What a good alternative gets right
Reliable import, free. Importing is the core job. It should not be rationed, and it should work on the first try far more often than not. When a page resists, the app should fall back and still hand you a clean draft.
Honest pricing. A subscription is fine when the value is ongoing, but recipe keepers are sticky and personal. A one-time lifetime option respects people who would rather pay once and move on.
Your data, permanently yours. Recipes you collect over years should never vanish. Look for on-device storage, sync through your own iCloud, and a one-tap export of the whole library.
How Trivet compares
- Import is free and is the metric the team watches most closely.
- The basics, including unlimited recipes, scaling, cooking mode, and export, are free forever.
- Premium is $19.99 a year, or a one-time $29.99 for lifetime.

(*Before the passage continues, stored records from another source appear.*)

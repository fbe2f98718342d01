//! User generation with demographics.

use std::collections::HashSet;

use fake::{Fake, faker::internet::en::FreeEmailProvider};
use rand::Rng;
use rand::seq::SliceRandom;
use time::{Date, Duration, OffsetDateTime};

use stayfit::models::{ActivityLevel, Gender, Role};

use super::random_measure;

const MALE_FIRST_NAMES: &[&str] = &[
    "Andrii", "Serhii", "Maksym", "Volodymyr", "Yurii", "Ivan", "Roman", "Artem", "Bohdan",
    "Taras", "John", "Michael", "David", "Chris", "James", "Robert", "Daniel", "William", "Thomas",
    "Richard",
];

const FEMALE_FIRST_NAMES: &[&str] = &[
    "Olena", "Maria", "Nataliia", "Tetiana", "Anna", "Iryna", "Kateryna", "Yuliia", "Svitlana",
    "Viktoriia", "Jessica", "Emily", "Sarah", "Jennifer", "Elizabeth", "Linda", "Patricia",
    "Susan", "Ashley", "Mary",
];

const LAST_NAMES: &[&str] = &[
    "Kovalenko", "Shevchenko", "Boiko", "Tkachenko", "Kravchenko", "Melnyk", "Petrenko",
    "Ivanenko", "Kovalchuk", "Ponomarenko", "Smith", "Johnson", "Williams", "Brown", "Jones",
    "Garcia", "Miller", "Davis", "Rodriguez", "Martinez",
];

/// Generated user data ready for database insertion.
#[derive(Debug, Clone)]
pub struct GeneratedUser {
    pub email: String,
    pub password_hash: String,
    pub first_name: String,
    pub last_name: String,
    pub date_of_birth: Date,
    pub gender: Gender,
    pub height: f64,
    pub current_weight: f64,
    pub target_weight: Option<f64>,
    pub activity_level: ActivityLevel,
    pub role: Role,
}

/// Configuration for user generation.
#[derive(Debug, Clone)]
pub struct UserGenConfig {
    /// Probability that a target weight is set.
    pub target_weight_rate: f64,
    /// Height range in centimetres.
    pub height_cm: (f64, f64),
    /// Weight range in kilograms, used for current and target weight.
    pub weight_kg: (f64, f64),
    /// Age range in years.
    pub age_years: (i64, i64),
}

impl Default for UserGenConfig {
    fn default() -> Self {
        Self {
            target_weight_rate: 0.7,
            height_cm: (150.0, 200.0),
            weight_kg: (50.0, 120.0),
            age_years: (13, 60),
        }
    }
}

/// Generates realistic user data for testing.
///
/// Every user shares one password hash, computed by the caller, so a run
/// hashes the placeholder password once instead of once per user.
pub struct UserGenerator {
    config: UserGenConfig,
    password_hash: String,
}

impl UserGenerator {
    /// Plain-text password behind every generated account.
    pub const PLACEHOLDER_PASSWORD: &'static str = "password123";

    /// Creates a new user generator with default configuration.
    pub fn new(password_hash: impl Into<String>) -> Self {
        Self::with_config(UserGenConfig::default(), password_hash)
    }

    /// Creates a generator with custom configuration.
    pub fn with_config(config: UserGenConfig, password_hash: impl Into<String>) -> Self {
        Self {
            config,
            password_hash: password_hash.into(),
        }
    }

    /// Generates a single user. The first user of a run (`index == 0`) is the
    /// administrator.
    ///
    /// `taken` holds the emails already handed out in this run; the new email
    /// is added to it.
    pub fn generate(
        &self,
        index: usize,
        now: OffsetDateTime,
        taken: &mut HashSet<String>,
        rng: &mut impl Rng,
    ) -> GeneratedUser {
        let gender = Gender::ALL[rng.gen_range(0..Gender::ALL.len())];
        let first_names = match gender {
            Gender::Male => MALE_FIRST_NAMES,
            Gender::Female => FEMALE_FIRST_NAMES,
        };
        let first_name = pick_name(first_names, rng);
        let last_name = pick_name(LAST_NAMES, rng);
        let email = self.generate_email(&first_name, &last_name, taken, rng);

        let (min_weight, max_weight) = self.config.weight_kg;
        let current_weight = random_measure(rng, min_weight, max_weight);
        let target_weight = if rng.gen_bool(self.config.target_weight_rate) {
            let target = random_measure(rng, min_weight, max_weight);
            // A goal equal to the current weight is meaningless.
            if target == current_weight {
                Some(current_weight + 1.5)
            } else {
                Some(target)
            }
        } else {
            None
        };

        let (min_height, max_height) = self.config.height_cm;

        GeneratedUser {
            email,
            password_hash: self.password_hash.clone(),
            first_name,
            last_name,
            date_of_birth: self.generate_birth_date(now, rng),
            gender,
            height: random_measure(rng, min_height, max_height),
            current_weight,
            target_weight,
            activity_level: ActivityLevel::ALL[rng.gen_range(0..ActivityLevel::ALL.len())],
            role: if index == 0 { Role::Admin } else { Role::User },
        }
    }

    /// Generates multiple users with distinct emails.
    pub fn generate_batch(
        &self,
        count: usize,
        now: OffsetDateTime,
        rng: &mut impl Rng,
    ) -> Vec<GeneratedUser> {
        let mut taken = HashSet::with_capacity(count);
        (0..count)
            .map(|i| self.generate(i, now, &mut taken, rng))
            .collect()
    }

    /// Builds `first.last12345@provider`, drawing a new suffix until the
    /// address is unused.
    fn generate_email(
        &self,
        first_name: &str,
        last_name: &str,
        taken: &mut HashSet<String>,
        rng: &mut impl Rng,
    ) -> String {
        let local = format!("{first_name}.{last_name}").to_lowercase();
        let domain: String = FreeEmailProvider().fake_with_rng(rng);

        loop {
            let suffix: u32 = rng.gen_range(0..100_000);
            let email = format!("{local}{suffix:05}@{domain}");
            if taken.insert(email.clone()) {
                return email;
            }
        }
    }

    fn generate_birth_date(&self, now: OffsetDateTime, rng: &mut impl Rng) -> Date {
        let (min_age, max_age) = self.config.age_years;
        let today = now.date();
        let youngest = today - Duration::days(min_age * 365);
        let oldest = today - Duration::days(max_age * 365);
        let span = (youngest - oldest).whole_days();

        oldest + Duration::days(rng.gen_range(0..=span))
    }
}

fn pick_name(pool: &[&str], rng: &mut impl Rng) -> String {
    pool.choose(rng).copied().unwrap_or_default().to_string()
}
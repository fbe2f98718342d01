use argon2::{
    Argon2,
    password_hash::{PasswordHash, PasswordHasher, PasswordVerifier, SaltString, rand_core::OsRng},
};
use sha2::{Digest, Sha256};

use crate::errors::AuthError;

pub fn hash_password(password: &str) -> Result<String, AuthError> {
    let salt = SaltString::generate(&mut OsRng);
    let argon2 = Argon2::default();
    let hash = argon2
        .hash_password(password.as_bytes(), &salt)
        .map_err(|e| AuthError::Hash(e.to_string()))?;
    Ok(hash.to_string())
}

pub fn verify_password(password: &str, hash: &str) -> Result<bool, AuthError> {
    let parsed_hash =
        PasswordHash::new(hash).map_err(|e| AuthError::InvalidHash(e.to_string()))?;
    Ok(Argon2::default()
        .verify_password(password.as_bytes(), &parsed_hash)
        .is_ok())
}

/// Hashes an opaque session or reset token for storage.
///
/// Tokens are high-entropy already, so a plain SHA-256 digest is stored as
/// lowercase hex.
pub fn hash_token(token: &str) -> String {
    hex::encode(Sha256::digest(token.as_bytes()))
}
//! Configuration types for the console and the seeder.

use clap::Args;
use rand::Rng;
use serde::{Deserialize, Serialize};
use sqlx::PgPool;
use sqlx::postgres::{PgConnectOptions, PgPoolOptions};

/// Database connection settings, resolved once at start-up.
#[derive(Debug, Clone, Args, Serialize, Deserialize)]
pub struct DbConfig {
    /// Database server host.
    #[arg(long = "db-host", env = "STAYFIT_DB_HOST", default_value = "localhost")]
    pub host: String,

    /// Database server port.
    #[arg(long = "db-port", env = "STAYFIT_DB_PORT", default_value_t = 5432)]
    pub port: u16,

    /// Database name.
    #[arg(long = "db-name", env = "STAYFIT_DB_NAME", default_value = "StayFit")]
    pub database: String,

    /// Login role.
    #[arg(long = "db-user", env = "STAYFIT_DB_USER", default_value = "postgres")]
    pub user: String,

    /// Login password.
    #[arg(
        long = "db-password",
        env = "STAYFIT_DB_PASSWORD",
        default_value = "",
        hide_env_values = true
    )]
    pub password: String,

    /// Maximum number of pooled connections.
    #[arg(long = "db-pool-size", env = "STAYFIT_DB_POOL_SIZE", default_value_t = 5)]
    pub pool_size: u32,
}

impl Default for DbConfig {
    fn default() -> Self {
        Self {
            host: "localhost".to_string(),
            port: 5432,
            database: "StayFit".to_string(),
            user: "postgres".to_string(),
            password: String::new(),
            pool_size: 5,
        }
    }
}

impl DbConfig {
    pub fn connect_options(&self) -> PgConnectOptions {
        let options = PgConnectOptions::new()
            .host(&self.host)
            .port(self.port)
            .database(&self.database)
            .username(&self.user);

        if self.password.is_empty() {
            options
        } else {
            options.password(&self.password)
        }
    }

    /// Builds a pool that connects on first use, so an unreachable server is
    /// reported by the operation that needs it rather than at start-up.
    pub fn pool(&self) -> PgPool {
        PgPoolOptions::new()
            .max_connections(self.pool_size)
            .connect_lazy_with(self.connect_options())
    }

    /// `user@host:port/database`, safe to log.
    pub fn display_target(&self) -> String {
        format!(
            "{}@{}:{}/{}",
            self.user, self.host, self.port, self.database
        )
    }
}

/// Configuration for a seeding run. Ranges are inclusive.
#[derive(Debug, Clone, Serialize, Deserialize)]
pub struct SeedConfig {
    /// Fixed number of users; when unset a count is drawn from `user_count_range`.
    pub user_count: Option<usize>,

    pub user_count_range: (usize, usize),

    /// Number of non-global products attributed to random users.
    pub custom_products: usize,

    pub diary_entries_per_user: (usize, usize),

    /// Diary entries are dated within this many days before today.
    pub diary_window_days: i64,

    pub weight_entries_per_user: (usize, usize),

    pub summaries_per_user: (usize, usize),

    /// Only the first `session_user_limit` users get sessions.
    pub session_user_limit: usize,

    pub sessions_per_user: (usize, usize),

    pub activity_log_entries: usize,

    /// Probability that an activity log entry has no user.
    pub anonymous_log_rate: f64,
}

impl Default for SeedConfig {
    fn default() -> Self {
        Self {
            user_count: None,
            user_count_range: (10, 19),
            custom_products: 20,
            diary_entries_per_user: (5, 15),
            diary_window_days: 30,
            weight_entries_per_user: (5, 10),
            summaries_per_user: (5, 10),
            session_user_limit: 20,
            sessions_per_user: (1, 3),
            activity_log_entries: 100,
            anonymous_log_rate: 0.1,
        }
    }
}

impl SeedConfig {
    /// Pins the number of generated users.
    pub fn with_user_count(mut self, count: usize) -> Self {
        self.user_count = Some(count);
        self
    }

    pub fn resolve_user_count(&self, rng: &mut impl Rng) -> usize {
        self.user_count.unwrap_or_else(|| {
            let (min, max) = self.user_count_range;
            rng.gen_range(min..=max)
        })
    }
}
//! Login sessions.

use fake::{Fake, faker::internet::en::UserAgent};
use rand::Rng;
use time::{Duration, OffsetDateTime};
use uuid::{Builder, Uuid};

use stayfit::auth::hash_token;

use super::{random_count, random_instant};

/// Access tokens expire this long after the session starts.
pub const ACCESS_TOKEN_TTL: Duration = Duration::hours(24);

#[derive(Debug, Clone)]
pub struct GeneratedSession {
    pub user_id: i32,
    pub access_token_hash: String,
    pub refresh_token_hash: String,
    pub device_info: String,
    pub is_active: bool,
    pub created_at: OffsetDateTime,
    pub access_token_expires_at: OffsetDateTime,
}

/// Generates sessions for the leading users of a run.
pub struct SessionGenerator {
    user_limit: usize,
    sessions_per_user: (usize, usize),
}

impl SessionGenerator {
    pub fn new(user_limit: usize, sessions_per_user: (usize, usize)) -> Self {
        Self {
            user_limit,
            sessions_per_user,
        }
    }

    /// Sessions started within the week before `now`, for the first
    /// `user_limit` users only.
    pub fn generate(
        &self,
        user_ids: &[i32],
        now: OffsetDateTime,
        rng: &mut impl Rng,
    ) -> Vec<GeneratedSession> {
        let mut sessions = Vec::new();

        for &user_id in user_ids.iter().take(self.user_limit) {
            let count = random_count(rng, self.sessions_per_user);
            for _ in 0..count {
                let created_at = random_instant(rng, now - Duration::days(7), now);

                sessions.push(GeneratedSession {
                    user_id,
                    access_token_hash: hash_token(&random_token(rng).to_string()),
                    refresh_token_hash: hash_token(&random_token(rng).to_string()),
                    device_info: UserAgent().fake_with_rng(rng),
                    is_active: rng.gen_bool(0.7),
                    created_at,
                    access_token_expires_at: created_at + ACCESS_TOKEN_TTL,
                });
            }
        }

        sessions
    }
}

/// A v4 UUID drawn from `rng` so seeded runs are reproducible.
fn random_token(rng: &mut impl Rng) -> Uuid {
    Builder::from_random_bytes(rng.r#gen()).into_uuid()
}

- Everything stays on your iPhone. The App Privacy label reads Data Not Collected.
Moving over
Open a recipe in ReciMe, copy its text or its source link, then paste it into Trivet. The importer sorts it into ingredients and steps for you to confirm. Do that with the handful of recipes you cook most, and you will know within a few minutes whether the switch feels right.
No app imports every page perfectly, and any honest one will tell you so. The difference is what happens when import is hard: a good alternative tries the reliable path, falls back gracefully, and never loses what you have saved.